[Start of Attachment]
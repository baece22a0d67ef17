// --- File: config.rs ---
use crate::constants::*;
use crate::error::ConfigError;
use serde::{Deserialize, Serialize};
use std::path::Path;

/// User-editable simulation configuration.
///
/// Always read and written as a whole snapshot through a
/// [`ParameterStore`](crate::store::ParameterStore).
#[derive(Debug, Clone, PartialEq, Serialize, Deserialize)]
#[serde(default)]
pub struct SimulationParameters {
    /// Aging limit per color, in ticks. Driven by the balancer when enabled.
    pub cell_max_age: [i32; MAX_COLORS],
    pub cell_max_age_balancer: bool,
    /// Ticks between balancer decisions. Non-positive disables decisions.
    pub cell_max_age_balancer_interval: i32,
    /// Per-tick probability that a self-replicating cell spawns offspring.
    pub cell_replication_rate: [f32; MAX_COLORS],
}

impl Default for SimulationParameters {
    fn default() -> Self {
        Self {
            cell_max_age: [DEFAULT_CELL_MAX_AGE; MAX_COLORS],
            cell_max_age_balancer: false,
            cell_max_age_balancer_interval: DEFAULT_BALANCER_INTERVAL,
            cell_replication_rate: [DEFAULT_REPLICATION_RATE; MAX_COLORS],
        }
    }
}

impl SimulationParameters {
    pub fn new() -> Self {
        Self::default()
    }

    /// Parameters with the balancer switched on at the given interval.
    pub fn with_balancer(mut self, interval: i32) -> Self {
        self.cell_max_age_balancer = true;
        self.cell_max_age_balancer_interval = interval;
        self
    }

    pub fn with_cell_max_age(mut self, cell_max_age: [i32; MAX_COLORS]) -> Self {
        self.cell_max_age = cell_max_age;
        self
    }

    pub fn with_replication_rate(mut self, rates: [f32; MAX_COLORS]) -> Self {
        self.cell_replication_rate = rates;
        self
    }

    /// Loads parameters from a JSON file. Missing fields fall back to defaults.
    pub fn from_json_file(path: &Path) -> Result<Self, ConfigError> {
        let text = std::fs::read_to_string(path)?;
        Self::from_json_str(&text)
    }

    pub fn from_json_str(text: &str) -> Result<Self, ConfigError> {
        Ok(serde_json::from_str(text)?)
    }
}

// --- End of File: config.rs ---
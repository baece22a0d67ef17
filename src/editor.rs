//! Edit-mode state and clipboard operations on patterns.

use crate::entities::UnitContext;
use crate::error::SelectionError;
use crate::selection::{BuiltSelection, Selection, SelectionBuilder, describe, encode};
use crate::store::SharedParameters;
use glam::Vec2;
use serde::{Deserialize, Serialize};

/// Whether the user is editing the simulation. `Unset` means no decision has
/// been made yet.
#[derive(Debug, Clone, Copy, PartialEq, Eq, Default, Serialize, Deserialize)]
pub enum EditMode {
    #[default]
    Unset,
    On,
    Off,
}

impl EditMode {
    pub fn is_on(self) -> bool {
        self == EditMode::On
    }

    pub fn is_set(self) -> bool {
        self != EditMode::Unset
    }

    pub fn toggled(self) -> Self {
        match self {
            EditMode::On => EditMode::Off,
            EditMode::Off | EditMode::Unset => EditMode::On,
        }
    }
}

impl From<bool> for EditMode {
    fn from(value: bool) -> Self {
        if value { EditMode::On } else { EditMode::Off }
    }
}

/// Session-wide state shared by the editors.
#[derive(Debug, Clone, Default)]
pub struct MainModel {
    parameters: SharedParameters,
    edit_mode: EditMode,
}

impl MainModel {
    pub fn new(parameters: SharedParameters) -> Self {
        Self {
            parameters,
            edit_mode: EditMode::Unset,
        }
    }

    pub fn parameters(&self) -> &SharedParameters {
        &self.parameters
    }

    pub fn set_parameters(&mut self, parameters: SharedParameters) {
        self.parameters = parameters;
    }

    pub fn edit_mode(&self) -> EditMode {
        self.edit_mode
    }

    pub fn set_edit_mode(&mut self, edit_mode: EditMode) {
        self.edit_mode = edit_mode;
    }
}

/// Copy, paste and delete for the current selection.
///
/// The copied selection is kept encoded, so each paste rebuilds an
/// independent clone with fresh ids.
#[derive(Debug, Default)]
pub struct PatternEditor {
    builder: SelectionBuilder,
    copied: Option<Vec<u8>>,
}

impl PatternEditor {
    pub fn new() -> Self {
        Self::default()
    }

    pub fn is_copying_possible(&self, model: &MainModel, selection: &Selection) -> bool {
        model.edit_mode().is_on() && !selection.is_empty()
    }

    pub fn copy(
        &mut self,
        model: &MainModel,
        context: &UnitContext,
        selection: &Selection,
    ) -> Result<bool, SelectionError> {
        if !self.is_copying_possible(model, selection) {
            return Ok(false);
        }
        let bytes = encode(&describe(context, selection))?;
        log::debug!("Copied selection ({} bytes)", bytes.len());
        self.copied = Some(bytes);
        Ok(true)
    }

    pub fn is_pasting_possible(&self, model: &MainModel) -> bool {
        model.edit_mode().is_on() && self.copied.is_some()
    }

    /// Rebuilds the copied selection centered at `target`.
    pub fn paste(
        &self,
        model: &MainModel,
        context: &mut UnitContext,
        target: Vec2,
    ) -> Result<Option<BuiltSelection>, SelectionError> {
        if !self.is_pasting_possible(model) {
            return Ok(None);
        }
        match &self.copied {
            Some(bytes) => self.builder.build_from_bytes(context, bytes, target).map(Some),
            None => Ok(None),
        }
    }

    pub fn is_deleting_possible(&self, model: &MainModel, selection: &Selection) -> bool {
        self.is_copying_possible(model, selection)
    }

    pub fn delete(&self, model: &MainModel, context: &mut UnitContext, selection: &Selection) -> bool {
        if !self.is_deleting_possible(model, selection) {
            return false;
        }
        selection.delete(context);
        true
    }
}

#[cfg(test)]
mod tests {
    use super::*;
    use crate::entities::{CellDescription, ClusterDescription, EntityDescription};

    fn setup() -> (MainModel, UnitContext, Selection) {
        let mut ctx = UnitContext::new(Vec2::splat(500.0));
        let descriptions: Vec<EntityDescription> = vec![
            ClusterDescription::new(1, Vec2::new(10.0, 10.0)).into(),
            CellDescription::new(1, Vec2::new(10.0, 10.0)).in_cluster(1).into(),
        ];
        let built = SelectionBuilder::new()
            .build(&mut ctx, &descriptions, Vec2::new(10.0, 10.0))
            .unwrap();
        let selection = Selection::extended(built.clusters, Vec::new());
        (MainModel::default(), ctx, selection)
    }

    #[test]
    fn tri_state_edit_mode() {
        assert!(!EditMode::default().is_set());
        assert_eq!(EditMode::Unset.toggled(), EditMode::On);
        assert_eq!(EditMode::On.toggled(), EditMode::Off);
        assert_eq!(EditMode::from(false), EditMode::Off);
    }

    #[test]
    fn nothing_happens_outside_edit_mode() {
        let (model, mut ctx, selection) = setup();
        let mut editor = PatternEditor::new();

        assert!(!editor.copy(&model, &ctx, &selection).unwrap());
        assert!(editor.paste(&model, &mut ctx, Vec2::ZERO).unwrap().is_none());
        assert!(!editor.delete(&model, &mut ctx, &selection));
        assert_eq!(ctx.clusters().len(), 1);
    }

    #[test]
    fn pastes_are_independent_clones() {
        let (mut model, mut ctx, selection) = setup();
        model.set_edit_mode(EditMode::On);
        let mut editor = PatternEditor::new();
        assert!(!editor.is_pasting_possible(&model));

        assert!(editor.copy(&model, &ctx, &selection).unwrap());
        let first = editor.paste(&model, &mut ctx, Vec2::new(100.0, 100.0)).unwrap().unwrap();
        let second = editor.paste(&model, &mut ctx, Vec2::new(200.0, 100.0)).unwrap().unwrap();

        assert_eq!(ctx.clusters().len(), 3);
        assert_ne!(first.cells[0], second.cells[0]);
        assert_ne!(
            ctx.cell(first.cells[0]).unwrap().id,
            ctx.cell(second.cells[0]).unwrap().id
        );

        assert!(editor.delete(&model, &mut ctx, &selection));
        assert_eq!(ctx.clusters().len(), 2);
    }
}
[End of Attachment]
Give back exactly the lines from the first line of the records through the line holding "pub fn with_replication_rate(mut", including both of those lines and leaving out all others.

repository baece22a0d67ef17
// --- File: config.rs ---
use crate::constants::*;
use crate::error::ConfigError;
use serde::{Deserialize, Serialize};
use std::path::Path;

/// User-editable simulation configuration.
///
/// Always read and written as a whole snapshot through a
/// [`ParameterStore`](crate::store::ParameterStore).
#[derive(Debug, Clone, PartialEq, Serialize, Deserialize)]
#[serde(default)]
pub struct SimulationParameters {
    /// Aging limit per color, in ticks. Driven by the balancer when enabled.
    pub cell_max_age: [i32; MAX_COLORS],
    pub cell_max_age_balancer: bool,
    /// Ticks between balancer decisions. Non-positive disables decisions.
    pub cell_max_age_balancer_interval: i32,
    /// Per-tick probability that a self-replicating cell spawns offspring.
    pub cell_replication_rate: [f32; MAX_COLORS],
}

impl Default for SimulationParameters {
    fn default() -> Self {
        Self {
            cell_max_age: [DEFAULT_CELL_MAX_AGE; MAX_COLORS],
            cell_max_age_balancer: false,
            cell_max_age_balancer_interval: DEFAULT_BALANCER_INTERVAL,
            cell_replication_rate: [DEFAULT_REPLICATION_RATE; MAX_COLORS],
        }
    }
}

impl SimulationParameters {
    pub fn new() -> Self {
        Self::default()
    }

    /// Parameters with the balancer switched on at the given interval.
    pub fn with_balancer(mut self, interval: i32) -> Self {
        self.cell_max_age_balancer = true;
        self.cell_max_age_balancer_interval = interval;
        self
    }

    pub fn with_cell_max_age(mut self, cell_max_age: [i32; MAX_COLORS]) -> Self {
        self.cell_max_age = cell_max_age;
        self
    }

    pub fn with_replication_rate(mut self, rates: [f32; MAX_COLORS]) -> Self {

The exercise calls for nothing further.